PROBLEM TO WORK ON » Count the lines below that contain the word "actual". Give only the number.

=====

//! Dependency installer gate.
//!
//! Before any watcher starts, the project's `package.json` is compared with
//! what is present under `node_modules`. If something is missing or older
//! than the declared requirement, the install command runs first.

use std::collections::{BTreeMap, BTreeSet};
use std::path::{Path, PathBuf};
use std::sync::OnceLock;

use regex::Regex;
use serde::Deserialize;
use tokio::process::Command;
use tracing::{debug, warn};

use crate::error::{JnsError, JnsResult};
use crate::paths::find_file_up_hierarchy;

pub const PACKAGE_JSON: &str = "package.json";
pub const NODE_MODULES_DIR: &str = "node_modules";

/// The two dependency buckets of a `package.json`.
#[derive(Debug, Clone, Default, Deserialize)]
pub struct PackageManifest {
    #[serde(default)]
    pub dependencies: BTreeMap<String, String>,
    #[serde(rename = "devDependencies", default)]
    pub dev_dependencies: BTreeMap<String, String>,
}

#[derive(Debug, Deserialize)]
struct InstalledPackage {
    version: String,
}

/// A declared version requirement.
#[derive(Debug, Clone, PartialEq, Eq)]
pub enum VersionRequirement {
    /// Satisfied only by a byte-identical version string.
    Exact(String),
    /// `^x.y.z` or `~x.y.z`: satisfied by the same or any later version.
    Compatible { major: u64, minor: u64, patch: u64 },
    /// A `^`/`~` requirement whose components could not be read.
    Unknown(String),
}

impl VersionRequirement {
    pub fn parse(raw: &str) -> Self {
        if raw.starts_with('^') || raw.starts_with('~') {
            match parse_version(raw) {
                Some((major, minor, patch)) => VersionRequirement::Compatible {
                    major,
                    minor,
                    patch,
                },
                None => VersionRequirement::Unknown(raw.to_string()),
            }
        } else {
            VersionRequirement::Exact(raw.to_string())
        }
    }

    /// Whether an installed version satisfies this requirement.
    ///
    /// An installed version that cannot be decomposed carries no
    /// information and counts as satisfying a compatible-with requirement.
    pub fn is_satisfied_by(&self, actual: &str) -> bool {
        match self {
            VersionRequirement::Exact(expected) => expected == actual,
            VersionRequirement::Unknown(_) => true,
            VersionRequirement::Compatible {
                major,
                minor,
                patch,
            } => match parse_version(actual) {
                Some(installed) => (*major, *minor, *patch) <= installed,
                None => true,
            },
        }
    }
}

/// Reads (major, minor, patch) from the first run of digits in each of the
/// first three dot-separated segments.
pub fn parse_version(raw: &str) -> Option<(u64, u64, u64)> {
    static DIGITS: OnceLock<Option<Regex>> = OnceLock::new();
    let digits = DIGITS.get_or_init(|| Regex::new(r"\d+").ok()).as_ref()?;
    let mut parts = raw.split('.').map(|part| {
        digits
            .find(part)
            .and_then(|m| m.as_str().parse::<u64>().ok())
    });
    let major = parts.next()??;
    let minor = parts.next()??;
    let patch = parts.next()??;
    Some((major, minor, patch))
}

/// Outcome of a dependency check.
#[derive(Debug, Clone, Default, PartialEq, Eq)]
pub struct DependencyReport {
    /// Directory holding the `package.json` that was checked.
    pub manifest_dir: PathBuf,
    /// Declared dependencies with no directory under `node_modules`.
    pub uninstalled: BTreeSet<String>,
    /// Installed dependencies whose version does not satisfy the requirement.
    pub out_of_date: BTreeSet<String>,
}

impl DependencyReport {
    pub fn needs_install(&self) -> bool {
        !self.uninstalled.is_empty() || !self.out_of_date.is_empty()
    }
}

/// Locates the manifest above `root` and parses it.
pub fn load_manifest(root: &Path) -> JnsResult<(PathBuf, PackageManifest)> {
    let dir = find_file_up_hierarchy(root, PACKAGE_JSON).ok_or_else(|| JnsError::NotFound {
        file: PACKAGE_JSON.to_string(),
        start: root.to_path_buf(),
    })?;
    let path = dir.join(PACKAGE_JSON);
    let raw = std::fs::read_to_string(&path)?;
    let manifest =
        serde_json::from_str(&raw).map_err(|source| JnsError::Manifest { path, source })?;
    Ok((dir, manifest))
}

/// Checks every declared dependency of the project containing `root`.
pub fn check_dependencies(root: &Path) -> JnsResult<DependencyReport> {
    let (manifest_dir, manifest) = load_manifest(root)?;
    let mut report = DependencyReport {
        manifest_dir,
        ..DependencyReport::default()
    };
    let declared = manifest
        .dev_dependencies
        .iter()
        .chain(manifest.dependencies.iter());
    for (name, requirement) in declared {
        let package_dir = report.manifest_dir.join(NODE_MODULES_DIR).join(name);
        if !package_dir.is_dir() {
            report.uninstalled.insert(name.clone());
        } else if !is_up_to_date(&package_dir, requirement) {
            report.out_of_date.insert(name.clone());
        }
    }
    debug!(
        dir = %report.manifest_dir.display(),
        uninstalled = report.uninstalled.len(),
        out_of_date = report.out_of_date.len(),
        "dependency check finished"
    );
    Ok(report)
}

// Some packages ship without a package.json; a missing or unreadable one
// means "no information" and counts as up to date.
fn is_up_to_date(package_dir: &Path, requirement: &str) -> bool {
    let Ok(raw) = std::fs::read_to_string(package_dir.join(PACKAGE_JSON)) else {
        return true;
    };
    let Ok(installed) = serde_json::from_str::<InstalledPackage>(&raw) else {
        return true;
    };
    VersionRequirement::parse(requirement).is_satisfied_by(&installed.version)
}

/// Runs `install_cmd` in the manifest directory when the report asks for it.
///
/// Returns whether the install command was run. A nonzero exit is logged,
/// not raised; the watchers will surface any breakage themselves.
pub async fn ensure_dependencies(
    report: &DependencyReport,
    install_cmd: &[String],
    dry_run: bool,
) -> JnsResult<bool> {
    if !report.needs_install() || dry_run {
        return Ok(false);
    }
    let Some((program, args)) = install_cmd.split_first() else {
        return Ok(false);
    };
    let status = Command::new(program)
        .args(args)
        .current_dir(&report.manifest_dir)
        .status()
        .await
        .map_err(|source| JnsError::Spawn {
            command: shell_words::join(install_cmd),
            source,
        })?;
    if !status.success() {
        warn!(
            dir = %report.manifest_dir.display(),
            code = ?status.code(),
            "install command failed"
        );
    }
    Ok(true)
}

#[cfg(test)]
mod tests {
    use super::*;
    use crate::error::ErrorKind;
    use std::fs;

    fn project(manifest: &str) -> tempfile::TempDir {
        let tmp = tempfile::tempdir().unwrap();
        fs::write(tmp.path().join(PACKAGE_JSON), manifest).unwrap();
        fs::create_dir_all(tmp.path().join(NODE_MODULES_DIR)).unwrap();
        tmp
    }

    fn install(tmp: &tempfile::TempDir, name: &str, manifest: Option<&str>) {
        let dir = tmp.path().join(NODE_MODULES_DIR).join(name);
        fs::create_dir_all(&dir).unwrap();
        if let Some(manifest) = manifest {
            fs::write(dir.join(PACKAGE_JSON), manifest).unwrap();
        }
    }

    #[test]
    fn compatible_requirements_compare_components() {
        let req = VersionRequirement::parse("^1.2.3");
        assert!(req.is_satisfied_by("1.2.5"));
        assert!(req.is_satisfied_by("1.2.3"));
        assert!(req.is_satisfied_by("2.0.0"));
        assert!(req.is_satisfied_by("1.3.0"));
        assert!(!req.is_satisfied_by("1.1.9"));
        assert!(!req.is_satisfied_by("1.2.2"));
        assert!(!req.is_satisfied_by("0.9.9"));

        let tilde = VersionRequirement::parse("~4.17.0");
        assert!(tilde.is_satisfied_by("4.17.21"));
        assert!(!tilde.is_satisfied_by("4.16.99"));
    }

    #[test]
    fn exact_requirements_need_identical_strings() {
        let req = VersionRequirement::parse("1.0.0");
        assert!(req.is_satisfied_by("1.0.0"));
        assert!(!req.is_satisfied_by("1.0.0-beta"));
        assert!(!req.is_satisfied_by("1.0.1"));
    }

    #[test]
    fn parse_version_takes_first_digit_run() {
        assert_eq!(parse_version("^1.2.3"), Some((1, 2, 3)));
        assert_eq!(parse_version("~0.10.0-rc1"), Some((0, 10, 0)));
        assert_eq!(parse_version("v2.x3.4"), Some((2, 3, 4)));
        assert_eq!(parse_version("^1.x"), None);
        assert_eq!(VersionRequirement::parse("^1.x"), VersionRequirement::Unknown("^1.x".into()));
    }

    #[test]
    fn missing_package_is_uninstalled() {
        let tmp = project(r#"{"dependencies": {"left-pad": "^1.0.0"}}"#);
        let report = check_dependencies(tmp.path()).unwrap();
        assert_eq!(report.manifest_dir, tmp.path());
        assert_eq!(report.uninstalled, BTreeSet::from(["left-pad".to_string()]));
        assert!(report.out_of_date.is_empty());
        assert!(report.needs_install());
    }

    #[test]
    fn satisfied_package_is_up_to_date() {
        let tmp = project(r#"{"dependencies": {"left-pad": "^1.0.0"}}"#);
        install(&tmp, "left-pad", Some(r#"{"name": "left-pad", "version": "1.3.0"}"#));
        let report = check_dependencies(tmp.path()).unwrap();
        assert!(report.uninstalled.is_empty());
        assert!(report.out_of_date.is_empty());
        assert!(!report.needs_install());
    }

    #[test]
    fn old_dev_dependency_is_out_of_date() {
        let tmp = project(
            r#"{
                "dependencies": {"gulp": "^4.0.0"},
                "devDependencies": {"karma": "~6.4.0", "gulp": "^4.0.0"}
            }"#,
        );
        install(&tmp, "karma", Some(r#"{"version": "6.3.9"}"#));
        install(&tmp, "gulp", Some(r#"{"version": "4.0.2"}"#));
        let report = check_dependencies(tmp.path()).unwrap();
        assert!(report.uninstalled.is_empty());
        assert_eq!(report.out_of_date, BTreeSet::from(["karma".to_string()]));
    }

    #[test]
    fn missing_or_broken_package_manifest_counts_as_up_to_date() {
        let tmp = project(r#"{"dependencies": {"bare": "1.0.0", "broken": "^2.0.0"}}"#);
        install(&tmp, "bare", None);
        install(&tmp, "broken", Some("not json"));
        let report = check_dependencies(tmp.path()).unwrap();
        assert!(!report.needs_install());
    }

    #[test]
    fn manifest_is_found_in_an_ancestor() {
        let tmp = project(r#"{"devDependencies": {"karma": "^6.0.0"}}"#);
        let nested = tmp.path().join("src").join("app");
        fs::create_dir_all(&nested).unwrap();
        let report = check_dependencies(&nested).unwrap();
        assert_eq!(report.manifest_dir, tmp.path());
        assert!(report.uninstalled.contains("karma"));
    }

    #[test]
    fn malformed_manifest_is_fatal() {
        let tmp = project("{ nope");
        let err = check_dependencies(tmp.path()).unwrap_err();
        assert!(matches!(err, JnsError::Manifest { .. }));
    }

    #[test]
    fn manifest_not_found_is_an_error() {
        let tmp = tempfile::tempdir().unwrap();
        let nested = tmp.path().join("deep-0c41");
        fs::create_dir_all(&nested).unwrap();
        if find_file_up_hierarchy(&nested, PACKAGE_JSON).is_some() {
            return;
        }
        let err = check_dependencies(&nested).unwrap_err();
        assert_eq!(err.kind(), ErrorKind::NotFound);
    }

    #[tokio::test]
    async fn dry_run_never_installs() {
        let tmp = project(r#"{"dependencies": {"left-pad": "^1.0.0"}}"#);
        let report = check_dependencies(tmp.path()).unwrap();
        let installed = ensure_dependencies(&report, &["definitely-not-npm-9d2e".to_string()], true)
            .await
            .unwrap();
        assert!(!installed);
    }

    #[cfg(unix)]
    #[tokio::test]
    async fn install_runs_in_manifest_dir_when_needed() {
        let tmp = project(r#"{"dependencies": {"left-pad": "^1.0.0"}}"#);
        let report = check_dependencies(tmp.path()).unwrap();
        let cmd = vec!["sh".to_string(), "-c".to_string(), "touch installed".to_string()];
        assert!(ensure_dependencies(&report, &cmd, false).await.unwrap());
        assert!(tmp.path().join("installed").exists());

        install(&tmp, "left-pad", Some(r#"{"version": "1.3.0"}"#));
        let report = check_dependencies(tmp.path()).unwrap();
        assert!(!ensure_dependencies(&report, &cmd, false).await.unwrap());
    }
}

=====

OUTPUT FOR THIS TASK » 3